# Feature Vote Winner

> Users voted with their clicks. Who won?

Canonical URL: <https://datadriven.io/problems/feature_vote_winner>

Domain: SQL · Difficulty: medium · Seniority: L4

## Problem

We have a feature-voting system where each user splits a single vote equally among all the flags they voted for. Some users abstained (null entries). Calculate the effective vote tally for each flag and find the winner. Include ties. Return the flag name and effective vote total.

## Worked solution and explanation

### Why this problem exists in real interviews

There is no votes table. `feat_flags.owner` doubles as voter identity, so a user owning three flags gives each of those flags one third of a vote.

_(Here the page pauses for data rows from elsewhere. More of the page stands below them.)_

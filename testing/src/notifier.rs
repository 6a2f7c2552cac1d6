use std::sync::atomic::{AtomicUsize, Ordering};
use std::sync::{Arc, Mutex, PoisonError};
use std::time::Duration;
use ticketing_core::Confirmation;
use ticketing_core::providers::{Notifier, NotifyError, NotifyFuture};
use tokio::sync::Notify;

/// How a [`MockNotifier`] responds.
#[derive(Debug, Clone, Copy, PartialEq, Eq)]
pub enum NotifierBehavior {
    /// Record the confirmation and succeed
    Succeed,
    /// Fail every delivery
    Fail,
    /// Sleep, then record and succeed
    Delay(Duration),
}

/// Mock notifier.
///
/// Records delivered confirmations and counts completed calls so tests can
/// wait for the detached delivery task.
#[derive(Debug, Clone)]
pub struct MockNotifier {
    behavior: NotifierBehavior,
    deliveries: Arc<Mutex<Vec<Confirmation>>>,
    calls: Arc<AtomicUsize>,
    completed: Arc<Notify>,
}

impl MockNotifier {
    /// Create a mock notifier with the given behavior
    #[must_use]
    pub fn new(behavior: NotifierBehavior) -> Self {
        Self {
            behavior,
            deliveries: Arc::new(Mutex::new(Vec::new())),
            calls: Arc::new(AtomicUsize::new(0)),
            completed: Arc::new(Notify::new()),
        }
    }

    /// Confirmations delivered so far
    #[must_use]
    pub fn deliveries(&self) -> Vec<Confirmation> {
        self.deliveries
            .lock()
            .unwrap_or_else(PoisonError::into_inner)
            .clone()
    }

    /// Calls that have finished, successfully or not
    #[must_use]
    pub fn calls(&self) -> usize {
        self.calls.load(Ordering::SeqCst)
    }

    /// Wait until at least `n` calls have finished or `timeout` elapses.
    ///
    /// Returns whether `n` calls finished in time.
    pub async fn wait_for_calls(&self, n: usize, timeout: Duration) -> bool {
        let deadline = tokio::time::Instant::now() + timeout;
        loop {
            let notified = self.completed.notified();
            if self.calls() >= n {
                return true;
            }
            if tokio::time::timeout_at(deadline, notified).await.is_err() {
                return self.calls() >= n;
            }
        }
    }

    fn finish(&self) {
        self.calls.fetch_add(1, Ordering::SeqCst);
        self.completed.notify_waiters();
    }

    fn record(&self, confirmation: Confirmation) {
        self.deliveries
            .lock()
            .unwrap_or_else(PoisonError::into_inner)
            .push(confirmation);
    }
}

impl Default for MockNotifier {
    fn default() -> Self {
        Self::new(NotifierBehavior::Succeed)
    }
}

impl Notifier for MockNotifier {
    fn send_confirmation(&self, confirmation: Confirmation) -> NotifyFuture<'_> {
        Box::pin(async move {
            let result = match self.behavior {
                NotifierBehavior::Succeed => {
                    self.record(confirmation);
                    Ok(())
                }
                NotifierBehavior::Fail => {
                    Err(NotifyError::Delivery("mock notifier failure".to_string()))
                }
                NotifierBehavior::Delay(delay) => {
                    tokio::time::sleep(delay).await;
                    self.record(confirmation);
                    Ok(())
                }
            };
            self.finish();
            result
        })
    }
}
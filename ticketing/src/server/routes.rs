//! Router configuration for the ticketing service.

use super::health::health_check;
use super::state::AppState;
use crate::api::{buyers, events, tickets};
use axum::{
    Router,
    routing::{get, post},
};
use metrics_exporter_prometheus::PrometheusHandle;

/// Build the complete Axum router.
///
/// Configures all routes:
/// - Health check
/// - Event browsing
/// - Ticket purchase, lookup, cancellation and check-in
/// - Buyer purchase history
pub fn build_router(state: AppState) -> Router {
    let api_routes = Router::new()
        // Event catalog
        .route("/events", get(events::list_events))
        .route("/events/:id", get(events::get_event))
        // Tickets
        .route("/tickets/purchase", post(tickets::purchase_tickets))
        .route("/tickets/:code", get(tickets::get_ticket))
        .route("/tickets/:code/cancel", post(tickets::cancel_ticket))
        .route("/tickets/:code/use", post(tickets::use_ticket))
        // Buyers
        .route("/buyers/:email/tickets", get(buyers::list_buyer_tickets));

    Router::new()
        .route("/health", get(health_check))
        .nest("/api", api_routes)
        .with_state(state)
}

/// Router serving the Prometheus scrape endpoint at `/metrics`.
pub fn build_metrics_router(handle: PrometheusHandle) -> Router {
    Router::new().route(
        "/metrics",
        get(move || {
            let handle = handle.clone();
            async move { handle.render() }
        }),
    )
}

Once the table is self-describing the ballot, the rest is reciprocal weighting and a tie-safe max.

---

### Break down the requirements

#### Step 1: Count each voter's ballot size

For every non-null `owner`, count flags owned. That count is the denominator. NULL owners are abstentions and never reach the per-voter aggregate.

#### Step 2: Weight each flag by 1 over ballot size

Force float arithmetic with `1.0 / CAST(num_votes AS REAL)`. Integer division yields 0 for any voter with two or more picks, collapsing the whole tally.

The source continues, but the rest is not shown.